The price of the reference coal Newcastle Coal has risen again in the last 7 days by over 13%. That makes a gain of just over 45.5% this year, even though the price briefly rose over 115% in late February when Russia invaded Ukraine. After that, the price fell again and is currently at $285.00 per ton.

As support for an embargo grows, so does the question of substitutes that must be sourced elsewhere. Indonesia and Australia have recently reported that they cannot replace the quantities needed by Europe.

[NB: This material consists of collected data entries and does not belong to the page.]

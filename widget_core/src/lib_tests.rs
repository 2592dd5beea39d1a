use super::*;
use base64::Engine;
use base64::engine::general_purpose::STANDARD as B64_STD;
use rand::SeedableRng;
use rand::rngs::StdRng;
use serde_json::json;

#[test]
fn log_levels_parse_case_insensitively() {
    assert_eq!(parse_log_level("DEBUG").unwrap(), log::Level::Debug);
    assert_eq!(parse_log_level("").unwrap(), log::Level::Info);
    assert_eq!(parse_log_level("warning").unwrap(), log::Level::Warn);
    let err = parse_log_level("loud").unwrap_err();
    assert_eq!(err.to_string(), "unsupported log level: loud");
}

#[test]
fn errors_render_as_toast_messages() {
    assert_eq!(WidgetError::EmptyInput("code").to_string(), "code is empty");
    assert_eq!(
        WidgetError::invalid("hex color", "#12").to_string(),
        "invalid hex color: #12"
    );
    assert_eq!(
        WidgetError::Browser("speech synthesis not supported").to_string(),
        "browser API unavailable: speech synthesis not supported"
    );
}

#[test]
fn number_base_output_feeds_color_tools() {
    let bases = number_base::convert_number_base_internal("10", "3900150").unwrap();
    assert_eq!(bases.hexadecimal, "3B82F6");
    let formats = color::color_formats_internal(&bases.hexadecimal).unwrap();
    assert_eq!(formats.rgb, "rgb(59, 130, 246)");
}

#[test]
fn palette_entries_are_valid_colors() {
    for scheme in ["analogous", "complementary", "triadic", "monochrome"] {
        let palette = color::generate_palette_internal("#3b82f6", scheme).unwrap();
        assert!(!palette.is_empty(), "{scheme}");
        for hex in palette {
            assert!(color::color_formats_internal(&hex).is_ok(), "{scheme}: {hex}");
        }
    }
}

#[test]
fn calculator_and_browser_report_share_number_formatting() {
    let mut calc = calculator::CalculatorState::default();
    calc.input_digit('3').unwrap();
    calc.perform_operation(calculator::Operator::Divide);
    calc.input_digit('2').unwrap();
    calc.equals();
    assert_eq!(calc.display(), "1.5");

    let facts = browser_info::BrowserFacts {
        pixel_ratio: Some(1.5),
        ..browser_info::BrowserFacts::default()
    };
    let report = browser_info::browser_report(&facts);
    assert!(report.text.contains("Pixel Ratio: 1.5"));
}

#[test]
fn regex_tester_finds_every_lorem_sentence() {
    let mut rng = StdRng::seed_from_u64(3);
    let text = lorem::generate_lorem_internal(&mut rng, "sentences", 4).unwrap();
    let result =
        regex_tester::test_regex_internal(r"[A-Z][a-z ]+\.", &text, RegexFlags::default())
            .unwrap();
    assert_eq!(result.matches.len(), 4);
    let rebuilt: String = result.segments.iter().map(|s| s.text.as_str()).collect();
    assert_eq!(rebuilt, text);
}

#[test]
fn url_codec_handles_minified_snippets() {
    let minified = minify::minify_code_internal("css", "a { color : red ; }").unwrap();
    let encoded = url_codec::url_encode_internal(&minified.output, UrlMode::Component).unwrap();
    assert_eq!(encoded, "a%7Bcolor%3Ared%3B%7D");
    let decoded = url_codec::url_decode_internal(&encoded, UrlMode::Component).unwrap();
    assert_eq!(decoded, minified.output);
}

#[test]
fn results_serialize_with_camel_case_keys() {
    let minified = minify::minify_code_internal("js", "let  x = 1;").unwrap();
    let value = serde_json::to_value(&minified).unwrap();
    assert!(value.get("originalSize").is_some());
    assert!(value.get("savedPercent").is_some());

    let report = password::password_strength_internal("hunter2");
    let value = serde_json::to_value(&report).unwrap();
    assert_eq!(value["checks"]["minLength"], json!(false));
}

#[test]
fn option_bags_fill_missing_fields_with_defaults() {
    let flags: RegexFlags = serde_json::from_value(json!({ "ignoreCase": true })).unwrap();
    assert!(flags.global);
    assert!(flags.ignore_case);

    let barcode: BarcodeOptions = serde_json::from_value(json!({ "height": 60 })).unwrap();
    assert_eq!(barcode.module_width, 2);
    assert_eq!(barcode.height, 60);

    let speech: SpeechOptions = serde_json::from_value(json!({})).unwrap();
    assert_eq!(speech, SpeechOptions::default());

    let convert: ConvertOptions = serde_json::from_value(json!({ "quality": 70 })).unwrap();
    assert_eq!(convert.quality, Some(70));
    assert_eq!(convert.compression, None);
}

#[test]
fn barcode_png_converts_to_jpeg() {
    let barcode = barcode::generate_barcode_internal("WIDGET-42", BarcodeOptions::default()).unwrap();
    assert_eq!(barcode.image.mime, "image/png");
    let png = B64_STD.decode(&barcode.image.data_base64).unwrap();
    let jpeg = image_convert::convert_image_internal(
        &png,
        "jpg",
        Some(&barcode.image.download_name),
        ConvertOptions::default(),
    )
    .unwrap();
    assert_eq!(jpeg.download_name, "barcode.jpeg");
    assert_eq!(jpeg.width, barcode.image.width);
    assert_eq!(jpeg.height, 100);
}

#[test]
fn clipboard_history_round_trips_through_storage_blob() {
    let mut history = clipboard_history::ClipboardHistoryState::default();
    history.add("first", 1_000.0);
    history.add("second", 2_000.0);
    storage::save_json(clipboard_history::STORAGE_KEY, history.items()).unwrap();
    // Host builds have no localStorage.
    assert_eq!(storage::load_raw(clipboard_history::STORAGE_KEY), None);

    let restored = clipboard_history::ClipboardHistoryState::from_json(&history.to_json().unwrap());
    assert_eq!(restored, history);
}

#[test]
fn stopwatch_display_matches_exported_formatter() {
    let mut sw = stopwatch::StopwatchState::default();
    sw.start(0.0);
    sw.lap(65_430.0);
    let snapshot = sw.snapshot(70_000.0);
    assert_eq!(snapshot.display, "01:10.00");
    assert_eq!(snapshot.laps[0].time, "01:05.43");
    assert_eq!(format_stopwatch_time(65_430.0), "01:05.43");
}

#[test]
fn datetime_and_units_agree_on_day_length() {
    let fields = datetime::convert_datetime_internal("timestamp", "86400", |_| 0).unwrap();
    let iso = fields
        .iter()
        .find(|f| f.key == "iso8601")
        .map(|f| f.value.as_str());
    assert_eq!(iso, Some("1970-01-02T00:00:00.000Z"));
    assert_eq!(
        units::convert_unit_internal("data", "kilobyte", "byte", "84.375").unwrap(),
        "86400"
    );
}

The target for this year in Indonesia is 663 million tons, which the government has spent on local mines. This means the mines are already more than at capacity, as they have faced various restrictions since the beginning of the year, including an export ban and bad weather. As a result, exports from January to March are already reported to have fallen by 15 million tons to 37.64 million tons. As if that were not enough, there is another problem, namely that coal from Indonesia is of lower quality. However, European buyers mostly need medium to high-quality coal. This could be a major problem.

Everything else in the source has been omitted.